Success criteria — you're done when

  • [ ] You demonstrated the over-broad SA reaching kube-system Secrets (incl. the planted cloud-creds) and creating a privileged pod — the Tesla blast radius, reproduced.
  • [ ] kubectl auth can-i get secrets -n kube-system --as=system:serviceaccount:default:ci-deployer returns yes before your fix and no after, while the legitimate deploy verbs still return yes.
  • [ ] The payments namespace has a default-deny ingress policy plus a targeted allow, and you proved connectivity flips: reachable → denied → selectively reachable.
  • [ ] kube-bench's section-5 RBAC finding is present on rbac-bad.yaml and cleared on rbac-fixed.yaml.

Deliverables

  • rbac-audit.md — kube-bench before/after summary, the identified cluster-admin binding, the blast-radius demonstration (Secrets + privileged pod), and the before/after auth can-i comparison.
  • manifests/rbac-fixed.yaml — your least-privilege Role + RoleBinding (the portfolio artifact).
  • manifests/netpol-default-deny.yaml and manifests/netpol-allow-frontend.yaml — the segmentation policies.

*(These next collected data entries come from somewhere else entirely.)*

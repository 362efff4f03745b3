//! In-memory document store.
//!
//! Mirrors the MongoDB semantics the import relies on: a generated `_id` when
//! none is given, a unique `_id` per collection, and unordered bulk inserts
//! that keep going past rejected documents.

use std::collections::{HashMap, HashSet};
use std::sync::atomic::{AtomicBool, Ordering};
use std::sync::{Arc, Mutex, MutexGuard};

use async_trait::async_trait;
use bson::oid::ObjectId;
use bson::{Bson, Document};
use tracing::debug;

use crate::errors::StoreError;
use crate::interfaces::{DocumentStore, StoreConnector};
use crate::types::{BatchInsertResult, InsertFailure};

#[derive(Debug, Default)]
struct MemoryCollection {
    documents: Vec<Document>,
    ids: HashSet<String>,
}

/// Document store kept entirely in process memory.
///
/// Used for dry runs and by the test suites.
///
/// # Example
///
/// ```
/// use bson::doc;
/// use legacy_import_repository::{DocumentStore, MemoryDocumentStore};
///
/// # tokio_test_block_on(async {
/// let store = MemoryDocumentStore::new();
/// let result = store
///     .insert_many("countries", vec![doc! { "_id": 1 }, doc! { "_id": 1 }])
///     .await
///     .unwrap();
/// assert_eq!(result.succeeded, 1);
/// assert_eq!(store.count("countries"), 1);
/// # });
/// # fn tokio_test_block_on<F: std::future::Future>(f: F) -> F::Output {
/// #     tokio::runtime::Runtime::new().unwrap().block_on(f)
/// # }
/// ```
#[derive(Debug, Default)]
pub struct MemoryDocumentStore {
    collections: Mutex<HashMap<String, MemoryCollection>>,
    shut_down: AtomicBool,
}

impl MemoryDocumentStore {
    pub fn new() -> Self {
        Self::default()
    }

    fn lock(&self) -> MutexGuard<'_, HashMap<String, MemoryCollection>> {
        // A poisoned lock only means a panicking test held it; the data is
        // still consistent because every mutation is a single push.
        self.collections
            .lock()
            .unwrap_or_else(|poisoned| poisoned.into_inner())
    }

    /// All documents stored in `collection`, in insertion order.
    pub fn documents(&self, collection: &str) -> Vec<Document> {
        self.lock()
            .get(collection)
            .map(|c| c.documents.clone())
            .unwrap_or_default()
    }

    /// Number of documents stored in `collection`.
    pub fn count(&self, collection: &str) -> usize {
        self.lock()
            .get(collection)
            .map(|c| c.documents.len())
            .unwrap_or(0)
    }

    /// Names of the collections holding at least one document, sorted.
    pub fn collection_names(&self) -> Vec<String> {
        let mut names: Vec<String> = self
            .lock()
            .iter()
            .filter(|(_, c)| !c.documents.is_empty())
            .map(|(name, _)| name.clone())
            .collect();
        names.sort();
        names
    }

    /// Whether `shutdown` has been called.
    pub fn is_shut_down(&self) -> bool {
        self.shut_down.load(Ordering::SeqCst)
    }

    fn id_key(id: &Bson) -> String {
        format!("{:?}", id)
    }
}

#[async_trait]
impl DocumentStore for MemoryDocumentStore {
    fn backend(&self) -> &'static str {
        "memory"
    }

    async fn insert_many(
        &self,
        collection: &str,
        documents: Vec<Document>,
    ) -> Result<BatchInsertResult, StoreError> {
        if self.is_shut_down() {
            return Err(StoreError::connection("store has been shut down"));
        }

        let attempted = documents.len();
        let mut failures = Vec::new();
        let mut collections = self.lock();
        let target = collections.entry(collection.to_string()).or_default();

        for (index, mut document) in documents.into_iter().enumerate() {
            if !document.contains_key("_id") {
                document.insert("_id", ObjectId::new());
            }
            let key = document.get("_id").map(Self::id_key).unwrap_or_default();

            if target.ids.contains(&key) {
                let reason = format!(
                    "E11000 duplicate key error collection: {} index: _id_ dup key: {{ _id: {} }}",
                    collection, key
                );
                failures.push(InsertFailure {
                    index,
                    document,
                    reason,
                });
                continue;
            }

            target.ids.insert(key);
            target.documents.push(document);
        }

        debug!(
            collection = %collection,
            attempted = attempted,
            failed = failures.len(),
            "In-memory bulk insert"
        );

        Ok(BatchInsertResult {
            collection: collection.to_string(),
            attempted,
            succeeded: attempted - failures.len(),
            failures,
        })
    }

    async fn shutdown(&self) {
        self.shut_down.store(true, Ordering::SeqCst);
    }
}

#[async_trait]
impl StoreConnector for Arc<MemoryDocumentStore> {
    fn target(&self) -> String {
        "in-memory store".to_string()
    }

    /// Reopens a store that was shut down, keeping its collections, the
    /// way a new client sees the same database.
    async fn connect(&self) -> Result<Arc<dyn DocumentStore>, StoreError> {
        self.shut_down.store(false, Ordering::SeqCst);
        Ok(self.clone())
    }
}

Commit these. Kubeconfigs, SA tokens, and Secret contents stay out of the commit.

Automate & own it

Required — judgment-as-code, not keystroke scripting. Your finding is "a workload SA must never have cluster-admin or read Secrets it doesn't own." Encode that verdict as a check that fails the bad state and passes the fix, so it can't recur silently:

  • A conftest/OPA-Rego (or kubectl get clusterrolebindings -o json | jq + assertions) policy that fails any binding to cluster-admin for a ServiceAccount subject, fails a workload SA granted secrets get/list, and flags any SA without automountServiceAccountToken: false — and passes your rbac-fixed.yaml.
  • Run it against both rbac-bad.yaml (exit non-zero) and rbac-fixed.yaml (exit zero) and show it flips.

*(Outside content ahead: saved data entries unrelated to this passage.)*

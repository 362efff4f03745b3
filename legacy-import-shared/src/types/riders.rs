//! Delivery rider activity records. Riders are `users` with the rider role.

use bson::DateTime;
use serde::{Deserialize, Serialize};

use crate::types::envelope::CollectionRecord;
use crate::SurrogateId;

/// One delivery assignment handled by a rider.
#[derive(Debug, Clone, Serialize, Deserialize, PartialEq)]
#[serde(rename_all = "camelCase")]
pub struct RiderHistory {
    pub rider: Option<SurrogateId>,
    pub old_rider_id: Option<String>,
    pub order: Option<SurrogateId>,
    pub old_order_id: Option<String>,
    pub status: i64,
    pub pickup_time: Option<DateTime>,
    pub delivery_time: Option<DateTime>,
    pub distance_km: Option<f64>,
    pub earning: f64,
    pub created_at: DateTime,
}

impl CollectionRecord for RiderHistory {
    const COLLECTION: &'static str = "riderHistory";
}

/// A rider's on-duty session.
#[derive(Debug, Clone, Serialize, Deserialize, PartialEq)]
#[serde(rename_all = "camelCase")]
pub struct RiderSession {
    pub rider: Option<SurrogateId>,
    pub old_rider_id: Option<String>,
    pub login_time: DateTime,
    pub logout_time: Option<DateTime>,
    pub latitude: Option<f64>,
    pub longitude: Option<f64>,
    pub status: i64,
    pub created_at: DateTime,
}

impl CollectionRecord for RiderSession {
    const COLLECTION: &'static str = "riderSessions";
}

#[derive(Debug, Clone, Serialize, Deserialize, PartialEq)]
#[serde(rename_all = "camelCase")]
pub struct RiderFeedback {
    pub rider: Option<SurrogateId>,
    pub old_rider_id: Option<String>,
    pub order: Option<SurrogateId>,
    pub old_order_id: Option<String>,
    pub user: Option<SurrogateId>,
    pub old_user_id: Option<String>,
    pub rating: i64,
    pub comment: Option<String>,
    pub created_at: DateTime,
}

impl CollectionRecord for RiderFeedback {
    const COLLECTION: &'static str = "riderFeedback";
}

Have a model draft the Rego/jq; review every line and confirm it fails the bad binding for the right reason (the cluster-admin roleRef, not an unrelated field). This is the same guardrail discipline you built for IAM in module 02 — your cut, made un-recurrable, and the seed of the admission policy you'll write in module 13.

AI acceleration

Paste your kube-bench JSON (--output json) and ask a model to triage findings by exploitability for "a single-tenant cluster, CI/CD has a real SA." It re-ranks theory vs. practical impact well. Then paste your NetworkPolicy and ask it to find a path that still reaches payments — if it can (a forgotten namespace, a missing egress rule, an unlabelled pod that matches), your policy is too narrow or your coverage is partial. Validate every claim against the live cluster with auth can-i and the connectivity probe — the model can't see cluster state.

Connects forward

  • Module 13 (Admission & Runtime) turns this manual fix into a gate: a Kyverno admission policy that blocks a pod from requesting a cluster-admin-equivalent SA at deploy time, and Falco for what slips past at runtime — the automated enforcement of what you fixed by hand here.
  • Module 04 (Cloud Network Security) is the same default-deny you wrote there for Security Groups, now in the pod plane — the SG ruleset and the NetworkPolicy are one discipline in two layers.
  • Module 15 (Logging & Detection) ingests Kubernetes audit logs: the get secrets and create pod --privileged calls you made are exactly the signals a detection rule fires on.

Marketable proof

"I audit Kubernetes RBAC with kube-bench, reproduce the over-privileged-ServiceAccount blast radius (read cluster Secrets, launch a privileged pod), and close it with least-privilege Role/RoleBinding and default-deny NetworkPolicy — all as code in git, verified with kubectl auth can-i and connectivity probes, and guarded by a policy check that fails the over-broad binding in CI. I can explain why this is the same model that exposed Tesla's cloud keys in 2018."

Stretch

  • Add a PodSecurity restricted label to the payments namespace and confirm it blocks privileged: true pods (closing the node-escape primitive from step 2 at the namespace level).
  • Use kubectl-who-can create pods --all-namespaces to enumerate every subject that can launch a pod — the blast-radius query for "who can escape to the node?"
  • Extend your guardrail into a GitHub Actions workflow that runs kube-bench after cluster creation and fails the pipeline on any High section-5 RBAC finding.